Юн понял. Лю Бан был тем, кого называли словом «туфэй», преступником, грабителем.
— Как вы сюда попали?
— По доносу одного негодяя. Но у судьи нет доказательств. Зато у меня есть люди, всегда готовые служить верой и правдой. Надеюсь, ты станешь одним из них.
Юн решил, что ему несказанно повезло. Интересно, есть ли у Лю Бана сыновья? Вот какого отца он хотел бы иметь! Бао только и делал, что жаловался, а в порыве отчаяния бил тех, кто слабее.
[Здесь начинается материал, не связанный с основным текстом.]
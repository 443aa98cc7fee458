//! The sentence pattern cascade.
//!
//! Rules are tried in priority order on the (macro-expanded, cleaned)
//! atom sequence; the first rule whose structural preconditions match
//! wins. Sentence-level connectives (`iff`, `and`, `If ... then`) split
//! and recurse before noun/verb templates run, and the quantifier rules
//! re-quantify the variables they extract before free variables are
//! demoted to constants in proof context.

use naproche_logic::{Formula, Term};

use crate::ast::Atom;

use super::{SentenceOutcome, Translator};

/// Words dropped when a noun phrase is joined into a predicate name.
const CONNECTORS: &[&str] = &["a", "an", "the", "and", ","];

/// Leading words stripped before the predicate templates are tried.
const STRIPPED_PREFIXES: &[&str] = &[
    "Assume",
    "Then",
    "Thus",
    "Therefore",
    "Hence",
    "Indeed",
    "Case",
];

fn is_connector(word: &str) -> bool {
    CONNECTORS.contains(&word)
}

fn word_at(atoms: &[Atom], i: usize) -> Option<&str> {
    atoms.get(i).and_then(|a| a.word())
}

/// Drop cosmetic tail atoms: sentence punctuation and parenthetical
/// citations such as `(by Cantor)`.
fn cleanup(atoms: &[Atom]) -> Vec<Atom> {
    let mut out: Vec<Atom> = atoms.to_vec();
    loop {
        match out.last() {
            Some(Atom::Word(w)) if w == "." || w == "," || w == ";" => {
                out.pop();
            }
            Some(Atom::Word(w)) if w.ends_with(')') => {
                match out
                    .iter()
                    .rposition(|a| matches!(a, Atom::Word(x) if x.starts_with('(')))
                {
                    Some(start) => out.truncate(start),
                    None => break,
                }
            }
            _ => break,
        }
    }
    out
}
use axum::{
    extract::{MatchedPath, Request},
    http::{HeaderName, HeaderValue},
    middleware::Next,
    response::Response,
};
use std::time::Instant;
use tracing::{Instrument, error, info, info_span, warn};
use tracing_subscriber::{EnvFilter, fmt, layer::SubscriberExt, util::SubscriberInitExt};

pub const REQUEST_ID_HEADER: HeaderName = HeaderName::from_static("x-request-id");

/// Incoming `x-request-id` if it is short and printable, otherwise a new UUID.
fn request_id(req: &Request) -> String {
    req.headers()
        .get(&REQUEST_ID_HEADER)
        .and_then(|v| v.to_str().ok())
        .filter(|v| !v.is_empty() && v.len() <= 64)
        .map(str::to_owned)
        .unwrap_or_else(|| uuid::Uuid::new_v4().to_string())
}

/// Logs every request inside a span carrying its request id, so the gates'
/// rejection logs can be correlated, and echoes the id back to the client.
pub async fn logging_middleware(req: Request, next: Next) -> Response {
    let start = Instant::now();
    let method = req.method().clone();
    let path = req
        .extensions()
        .get::<MatchedPath>()
        .map(|p| p.as_str().to_owned())
        .unwrap_or_else(|| req.uri().path().to_owned());
    let request_id = request_id(&req);

    let span = info_span!("request", request_id = %request_id, method = %method, path = %path);

    let mut response = async {
        info!("Incoming request");
        let response = next.run(req).await;

        let status = response.status().as_u16();
        let latency_ms = start.elapsed().as_millis() as u64;
        match status {
            400..=499 => warn!(status, latency_ms, "Client error"),
            500..=599 => error!(status, latency_ms, "Server error"),
            _ => info!(status, latency_ms, "Request completed"),
        }
        response
    }
    .instrument(span)
    .await;

    if let Ok(value) = HeaderValue::from_str(&request_id) {
        response.headers_mut().insert(REQUEST_ID_HEADER, value);
    }
    response
}

/// Installs the global subscriber.
///
/// `RUST_LOG` overrides the default filter. `LOG_FORMAT=json` switches the
/// console output to one JSON object per line.
pub fn init_tracing() {
    let filter = EnvFilter::try_from_default_env().unwrap_or_else(|_| {
        // axum logs rejections from built-in extractors with the `axum::rejection`
        // target, at `TRACE` level. `axum::rejection=trace` enables showing those events
        EnvFilter::new(format!(
            "{}=debug,lectern_session=debug,tower_http=debug,axum::rejection=trace",
            env!("CARGO_CRATE_NAME")
        ))
    });

    let json = std::env::var("LOG_FORMAT")
        .map(|v| v.eq_ignore_ascii_case("json"))
        .unwrap_or(false);

    let (json_layer, pretty_layer) = if json {
        (
            Some(fmt::layer().json().with_current_span(true).with_span_list(true)),
            None,
        )
    } else {
        (
            None,
            Some(
                fmt::layer()
                    .with_target(false)
                    .with_file(true)
                    .with_line_number(true)
                    .compact(),
            ),
        )
    };

    tracing_subscriber::registry()
        .with(filter)
        .with(json_layer)
        .with(pretty_layer)
        .init();
}

#[cfg(test)]
mod tests {
    use super::*;
    use axum::{Router, body::Body, middleware, routing::get};
    use tower::ServiceExt;

    fn app() -> Router {
        Router::new()
            .route("/ping", get(|| async { "pong" }))
            .layer(middleware::from_fn(logging_middleware))
    }

    #[tokio::test]
    async fn test_generates_request_id() {
        let response = app()
            .oneshot(Request::builder().uri("/ping").body(Body::empty()).unwrap())
            .await
            .unwrap();
        let id = response.headers().get(&REQUEST_ID_HEADER).unwrap();
        assert!(uuid::Uuid::parse_str(id.to_str().unwrap()).is_ok());
    }

    #[tokio::test]
    async fn test_echoes_incoming_request_id() {
        let response = app()
            .oneshot(
                Request::builder()
                    .uri("/ping")
                    .header("x-request-id", "trace-abc-123")
                    .body(Body::empty())
                    .unwrap(),
            )
            .await
            .unwrap();
        assert_eq!(response.headers()[&REQUEST_ID_HEADER], "trace-abc-123");
    }
}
Его уделом была покорность и бессильная злоба. Этот же человек уважал тех, кто хотя и слаб, но храбр, он знал, как позаботиться о других и как их обнадежить. Благодаря Лю Бану из тупой и презираемой деревенщины он превратится в бесстрашного и гордого туфэя!
Все произошло так, как было обещано: поздно вечером, тюремщики взяли бадьи с нечистотами, опорожнили их, принесли обратно и вынесли снова. В одной сидел Лю Бан, в другой — Юн.
Ему пришлось согнуться в три погибели, вдобавок он задыхался от невыносимого запаха. Но свобода того стоила. Он согласился бы заплатить и гораздо больше.
Их встретили какие-то люди и отвели под мост. Вода казалась маслянистой, нечистой, пахло речной тиной, вдали виднелись неподвижные силуэты лодок.
— Освободите его! — приказал Лю Бан, кивнув на Юна.